Industry representatives say their companies have fared better since the 2000 election of George W. Bush as president. And in last week's midterm congressional elections, Republicans retained control of the House and the GOP won a slim majority in the Senate.

But automakers say they will still need support from both political parties to expand global trade, maintain existing fuel economy standards, ease clean-air rules and provide generous tax breaks for consumers who buy vehicles powered by alternative fuels.

"Overall margins are tight," GM spokesman Mike Morrissey told The Detroit News for a Wednesday report. "You're really going to need bipartisan support to get anything done."

The GOP's capture of the Senate means new leadership of the two committees that control most of the auto industry's legislative agenda on environmental, commerce, science and transportation issues.

But U.S. Sens. James Inhofe, R-Okla., and John McCain, R-Ariz., have differing views toward the industry.

Inhofe, incoming chairman of the environment committee, tried unsuccessfully in 1997 to block tough clean-air rules backed by President Clinton. He has frequently criticized Environmental Protection Agency decisions as too costly and supported by weak scientific findings.

"Inhofe has a history of trying to undermine the Clean Air Act," said Michelle Robinson of the Union of Concerned Scientists.

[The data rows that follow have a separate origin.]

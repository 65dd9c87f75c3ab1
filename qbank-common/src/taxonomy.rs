//! Topic taxonomy model and lookup service
//!
//! The taxonomy is owned outside the importer. It is loaded once per run
//! from a JSON domain document and exposed through [`TaxonomyService`]:
//!
//! ```json
//! {
//!   "subjectID": "civil_engineering",
//!   "domainID": "construction_safety",
//!   "topics": [
//!     { "id": "work_methods", "name": "...", "subTopics": [ { "id": "...", "name": "..." } ] }
//!   ]
//! }
//! ```
//!
//! A file may also hold an array of such documents.

use crate::{Error, Result};
use serde::{Deserialize, Serialize};
use std::path::Path;
use tracing::info;

/// Leaf of the taxonomy; `name` is the display name categories match against
#[derive(Debug, Clone, PartialEq, Eq, Serialize, Deserialize)]
pub struct SubTopic {
    pub id: String,
    pub name: String,
}

#[derive(Debug, Clone, PartialEq, Eq, Serialize, Deserialize)]
pub struct Topic {
    pub id: String,
    pub name: String,
    #[serde(default, rename = "subTopics")]
    pub sub_topics: Vec<SubTopic>,
}

/// Topics of one subject/domain pair
#[derive(Debug, Clone, PartialEq, Eq, Serialize, Deserialize)]
pub struct DomainTaxonomy {
    #[serde(rename = "subjectID")]
    pub subject_id: String,
    #[serde(rename = "domainID")]
    pub domain_id: String,
    #[serde(default)]
    pub topics: Vec<Topic>,
}

#[derive(Deserialize)]
#[serde(untagged)]
enum TaxonomyDocument {
    One(DomainTaxonomy),
    Many(Vec<DomainTaxonomy>),
}

/// Read-only topic lookup used by the category mapper and question checker
pub trait TaxonomyService: Send + Sync {
    /// All topics (with their subtopics) belonging to a subject
    fn topics_for_subject(&self, subject_id: &str) -> Vec<Topic>;
}

/// In-memory taxonomy loaded from JSON
#[derive(Debug, Clone, Default)]
pub struct StaticTaxonomy {
    domains: Vec<DomainTaxonomy>,
}

impl StaticTaxonomy {
    pub fn new(domains: Vec<DomainTaxonomy>) -> Result<Self> {
        for domain in &domains {
            if domain.subject_id.is_empty() || domain.domain_id.is_empty() {
                return Err(Error::InvalidInput(
                    "Invalid domain data - missing domain or subject ID".to_string(),
                ));
            }
            for topic in &domain.topics {
                if topic.id.is_empty() || topic.name.is_empty() {
                    return Err(Error::InvalidInput(format!(
                        "Invalid topic data in domain {} - missing id or name",
                        domain.domain_id
                    )));
                }
                if let Some(sub) = topic
                    .sub_topics
                    .iter()
                    .find(|s| s.id.is_empty() || s.name.is_empty())
                {
                    return Err(Error::InvalidInput(format!(
                        "Invalid subtopic {:?} in topic {} - missing id or name",
                        sub, topic.id
                    )));
                }
            }
        }
        Ok(Self { domains })
    }

    pub fn from_json_str(json: &str) -> Result<Self> {
        let domains = match serde_json::from_str::<TaxonomyDocument>(json)? {
            TaxonomyDocument::One(domain) => vec![domain],
            TaxonomyDocument::Many(domains) => domains,
        };
        Self::new(domains)
    }

    pub fn from_json_file(path: &Path) -> Result<Self> {
        let content = std::fs::read_to_string(path)?;
        let taxonomy = Self::from_json_str(&content)?;
        info!(
            "Loaded taxonomy from {}: {} domain(s), {} topic(s)",
            path.display(),
            taxonomy.domains.len(),
            taxonomy.domains.iter().map(|d| d.topics.len()).sum::<usize>()
        );
        Ok(taxonomy)
    }

    pub fn domains(&self) -> &[DomainTaxonomy] {
        &self.domains
    }
}

impl TaxonomyService for StaticTaxonomy {
    fn topics_for_subject(&self, subject_id: &str) -> Vec<Topic> {
        self.domains
            .iter()
            .filter(|d| d.subject_id == subject_id)
            .flat_map(|d| d.topics.iter().cloned())
            .collect()
    }
}

#[cfg(test)]
mod tests {
    use super::*;

    const SINGLE: &str = r#"{
        "subjectID": "civil_engineering",
        "domainID": "construction_safety",
        "topics": [
            { "id": "height", "name": "עבודה בגובה", "subTopics": [
                { "id": "fragile_or_steep_roofs", "name": "גגות שבירים או תלולים" }
            ]}
        ]
    }"#;

    #[test]
    fn test_single_document() {
        let taxonomy = StaticTaxonomy::from_json_str(SINGLE).unwrap();
        let topics = taxonomy.topics_for_subject("civil_engineering");
        assert_eq!(topics.len(), 1);
        assert_eq!(topics[0].sub_topics[0].id, "fragile_or_steep_roofs");
        assert!(taxonomy.topics_for_subject("mathematics").is_empty());
    }

    #[test]
    fn test_document_array_merges_subject_topics() {
        let json = r#"[
            { "subjectID": "s", "domainID": "d1", "topics": [ { "id": "t1", "name": "T1" } ] },
            { "subjectID": "s", "domainID": "d2", "topics": [ { "id": "t2", "name": "T2" } ] },
            { "subjectID": "other", "domainID": "d3", "topics": [ { "id": "t3", "name": "T3" } ] }
        ]"#;
        let taxonomy = StaticTaxonomy::from_json_str(json).unwrap();
        let ids: Vec<String> = taxonomy
            .topics_for_subject("s")
            .into_iter()
            .map(|t| t.id)
            .collect();
        assert_eq!(ids, vec!["t1", "t2"]);
        assert!(taxonomy.topics_for_subject("s")[0].sub_topics.is_empty());
    }

    #[test]
    fn test_rejects_topic_without_name() {
        let json = r#"{ "subjectID": "s", "domainID": "d", "topics": [ { "id": "t", "name": "" } ] }"#;
        assert!(matches!(
            StaticTaxonomy::from_json_str(json),
            Err(Error::InvalidInput(_))
        ));
    }

    #[test]
    fn test_rejects_malformed_json() {
        assert!(matches!(
            StaticTaxonomy::from_json_str("{ not json"),
            Err(Error::Json(_))
        ));
    }
}
//! Common error types for the question bank tooling

use thiserror::Error;

/// Common result type for question bank operations
pub type Result<T> = std::result::Result<T, Error>;

/// Common error types shared by the question bank crates
#[derive(Error, Debug)]
pub enum Error {
    /// Database operation error (wraps sqlx::Error)
    #[cfg(feature = "sqlx")]
    #[error("Database error: {0}")]
    Database(#[from] sqlx::Error),

    /// I/O operation error (wraps std::io::Error)
    #[error("IO error: {0}")]
    Io(#[from] std::io::Error),

    /// JSON encoding or decoding error
    #[error("JSON error: {0}")]
    Json(#[from] serde_json::Error),

    /// Configuration loading or validation error
    #[error("Configuration error: {0}")]
    Config(String),

    /// Invalid user input or request parameter
    #[error("Invalid input: {0}")]
    InvalidInput(String),

    /// Internal error
    #[error("Internal error: {0}")]
    Internal(String),
}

Inhofe succeeds Sen. James Jeffords, a Vermont independent, as chairman of the Senate's environment committee. Jeffords supported tougher fuel economy laws and the Clean Air Act, and as committee chairman worked for a new version of the law first passed in 1990.

"Jeffords was command and control," said Janet Mullins Grissom, vice president of Washington affairs at Ford Motor Co. "He was regulate, regulate, regulate, with no consideration of costs. We know that Inhofe is not going to come out with anything that will put billions of dollars of costs on business."

In McCain, the incoming Senate Commerce Committee chairman, automakers will be dealing with a longtime supporter of higher fuel economy targets.

A year ago, McCain supported a plan by Sen. John Kerry, D-Mass., that would have required an automakers' fleet of cars, SUVs, vans and pickup trucks to average 35 miles per gallon by 2013, up from the existing 27.5 mpg for cars and 20.7 mpg for light trucks.

But the Kerry-McCain plan was rejected on a 60-39 vote. The House already had rejected tougher fuel economy requirements in July 2001.

"I would presume and hope that, because of all the work that was done on that issue, we would not have to start from scratch," Grissom said.

McCain also led an unsuccessful effort in the aftermath of the Firestone tire recall to impose criminal penalties against executives who knowingly failed to act on any potentially fatal automotive defect. He did win passage of a plan to require a new generation of so-called smart air bags in 1998.

"McCain was a pilot, and he's very big on safety," said Joan Claybrook, president of the Washington consumer group Public Citizen and former head of the National Highway Traffic Safety Administration.